*** Opening The data ***
use super::{ConcurrentMap, MapConfig};
use crate::{
    common::{
        self,
        constants::{DEFAULT_LOAD_FACTOR, DEFAULT_REHASH_STEP, MIN_CAPACITY},
    },
    hash::DefaultKeyHasher,
    ConfigError,
};

use std::marker::PhantomData;

/// Builds a [`ConcurrentMap`][map-struct] with various configuration knobs.
///
/// [map-struct]: ./struct.ConcurrentMap.html
///
/// # Examples
///
/// ```rust
/// use stepmap::ConcurrentMap;
///
/// let map = ConcurrentMap::builder()
///     // Start with 1,024 buckets.
///     .initial_capacity(1_000)
///     // Grow when there are more than 0.5 keys per bucket.
///     .load_factor(0.5)
///     // Move up to 32 buckets per operation while growing.
///     .rehash_step(32)
///     // A name to tell maps apart in log records.
///     .name("sessions")
///     // Hash the keys with a custom closure.
///     .hasher(|id: &u64| id.wrapping_mul(0x9e37_79b9_7f4a_7c15))
///     .build();
///
/// map.insert(1u64, "one");
/// assert_eq!(map.capacity(), 1024);
/// assert_eq!(map.name(), Some("sessions"));
/// ```
///
#[must_use]
pub struct MapBuilder<K, V, H = DefaultKeyHasher> {
    initial_capacity: usize,
    load_factor: f64,
    rehash_step: usize,
    name: Option<String>,
    hasher: H,
    map_type: PhantomData<(K, V)>,
}

impl<K, V> Default for MapBuilder<K, V, DefaultKeyHasher> {
    fn default() -> Self {
        Self {
            initial_capacity: MIN_CAPACITY,
            load_factor: DEFAULT_LOAD_FACTOR,
            rehash_step: DEFAULT_REHASH_STEP,
            name: None,
            hasher: DefaultKeyHasher,
            map_type: PhantomData,
        }
    }
}

impl<K, V> MapBuilder<K, V, DefaultKeyHasher> {
    /// Construct a new `MapBuilder` with the default configuration.
    pub fn new() -> Self {
        Self::default()
    }
}

impl<K, V, H> MapBuilder<K, V, H> {
    /// Sets the initial number of buckets. It is rounded up to a power of two of
    /// at least 16.
    pub fn initial_capacity(self, capacity: usize) -> Self {
        Self {
            initial_capacity: capacity,
            ..self
        }
    }

    /// Sets the ratio of keys to buckets above which the map starts growing.
    /// Must be greater than `0.0` and not greater than `1.0`. Default: `0.7`.
    pub fn load_factor(self, load_factor: f64) -> Self {
        Self {
            load_factor,
            ..self
        }
    }

    /// Sets the maximum number of buckets a single operation migrates while the
    /// map is growing. Must be at least 1. Default: `10`.
    pub fn rehash_step(self, rehash_step: usize) -> Self {
        Self {
            rehash_step,
            ..self
        }
    }

    /// Sets the name of the map. The name prefixes the log records of the map
    /// when the `logging` feature is enabled.
    pub fn name(self, name: impl Into<String>) -> Self {
        Self {
            name: Some(name.into()),
            ..self
        }
    }

    /// Sets the hasher of the map, replacing the
    /// [`DefaultKeyHasher`][default-hasher]. This is the only way to change the
    /// hasher; it is fixed for the lifetime of the built map.
    ///
    /// [default-hasher]: ./hash/struct.DefaultKeyHasher.html
    pub fn hasher<H2>(self, hasher: H2) -> MapBuilder<K, V, H2> {
        MapBuilder {
            initial_capacity: self.initial_capacity,
            load_factor: self.load_factor,
            rehash_step: self.rehash_step,
            name: self.name,
            hasher,
            map_type: PhantomData,
        }
    }

    /// Builds a `ConcurrentMap<K, V, H>`, or returns an error if the
    /// configuration is invalid.
    pub fn try_build(self) -> Result<ConcurrentMap<K, V, H>, ConfigError> {
        let load_factor = self.load_factor;
        if !(load_factor.is_finite() && load_factor > 0.0 && load_factor <= 1.0) {
            return Err(ConfigError::InvalidLoadFactor(load_factor));
        }
        if self.rehash_step == 0 {
            return Err(ConfigError::ZeroRehashStep);
        }
        let capacity = common::table_capacity(self.initial_capacity)
            .ok_or(ConfigError::CapacityOverflow(self.initial_capacity))?;

        let config = MapConfig {
            load_factor,
            rehash_step: self.rehash_step,
            name: self.name,
        };
        Ok(ConcurrentMap::with_everything(capacity, self.hasher, config))
    }

    /// Builds a `ConcurrentMap<K, V, H>`.
    ///
    /// # Panics
    ///
    /// Panics if the configuration is invalid. See [`ConfigError`] for the cases.
    pub fn build(self) -> ConcurrentMap<K, V, H> {
        match self.try_build() {
            Ok(map) => map,
            Err(e) => panic!("{e}"),
        }
    }
}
*** Closing The data ***
- [About this task]
Going through the entries above, tally every line that contains the string "Builds", then state only the total.

- [Task response]
3